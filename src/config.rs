use crate::error::{PipelineError, Result};
use serde::{Deserialize, Serialize};
use std::path::{Path, PathBuf};

const DEFAULT_CONFIG: &str = include_str!("../config/config.toml");

#[derive(Deserialize, Serialize, Debug, Clone)]
pub struct Config {
    pub pokeapi: PokeApiConfig,
    pub cache: CacheConfig,
    pub output: OutputConfig,
}

#[derive(Deserialize, Serialize, Debug, Clone)]
pub struct PokeApiConfig {
    pub api_url: String,
    pub cache_enabled: bool,
    /// Pause between two species downloads, in milliseconds.
    pub request_delay_ms: u64,
}

#[derive(Deserialize, Serialize, Debug, Clone)]
pub struct CacheConfig {
    pub r#type: String,
    pub max_size: u32,
    pub expiration: u32,
}

#[derive(Deserialize, Serialize, Debug, Clone)]
pub struct OutputConfig {
    pub encounters_root: PathBuf,
    pub data_root: PathBuf,
    pub species_limit: u32,
}

impl Config {
    /// Parses a TOML document into a configuration.
    pub fn from_toml(source: &str) -> Result<Self> {
        toml::from_str(source).map_err(|e| {
            tracing::error!("Failed to parse configuration: {}", e);
            PipelineError::from(e)
        })
    }

    /// Loads the configuration at `path`, or the embedded default when no path is given.
    pub fn load(path: Option<&Path>) -> Result<Self> {
        match path {
            Some(path) => {
                tracing::debug!("Loading configuration from {}", path.display());
                let source = std::fs::read_to_string(path).map_err(|e| {
                    PipelineError::Config(format!("unable to read {}: {}", path.display(), e))
                })?;
                Self::from_toml(&source)
            }
            None => Self::from_toml(DEFAULT_CONFIG),
        }
    }
}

━━━━━━━━━━━━━━━━

- [WORK INSTRUCTION]: Everything in the listing should be transcribed exactly.

- [EXERCISE ANSWER]:
filename src/config.rs
use crate::error::{PipelineError, Result};
use serde::{Deserialize, Serialize};
use std::path::{Path, PathBuf};

const DEFAULT_CONFIG: &str = include_str!("../config/config.toml");

#[derive(Deserialize, Serialize, Debug, Clone)]
pub struct Config {
    pub pokeapi: PokeApiConfig,
    pub cache: CacheConfig,
    pub output: OutputConfig,
}

#[derive(Deserialize, Serialize, Debug, Clone)]
pub struct PokeApiConfig {
    pub api_url: String,
    pub cache_enabled: bool,
    /// Pause between two species downloads, in milliseconds.
    pub request_delay_ms: u64,
}

#[derive(Deserialize, Serialize, Debug, Clone)]
pub struct CacheConfig {
    pub r#type: String,
    pub max_size: u32,
    pub expiration: u32,
}

#[derive(Deserialize, Serialize, Debug, Clone)]
pub struct OutputConfig {
    pub encounters_root: PathBuf,
    pub data_root: PathBuf,
    pub species_limit: u32,
}

impl Config {
    /// Parses a TOML document into a configuration.
    pub fn from_toml(source: &str) -> Result<Self> {
        toml::from_str(source).map_err(|e| {
            tracing::error!("Failed to parse configuration: {}", e);
            PipelineError::from(e)
        })
    }

    /// Loads the configuration at `path`, or the embedded default when no path is given.
    pub fn load(path: Option<&Path>) -> Result<Self> {
        match path {
            Some(path) => {
                tracing::debug!("Loading configuration from {}", path.display());
                let source = std::fs::read_to_string(path).map_err(|e| {
                    PipelineError::Config(format!("unable to read {}: {}", path.display(), e))
                })?;
                Self::from_toml(&source)
            }
            None => Self::from_toml(DEFAULT_CONFIG),
        }
    }
}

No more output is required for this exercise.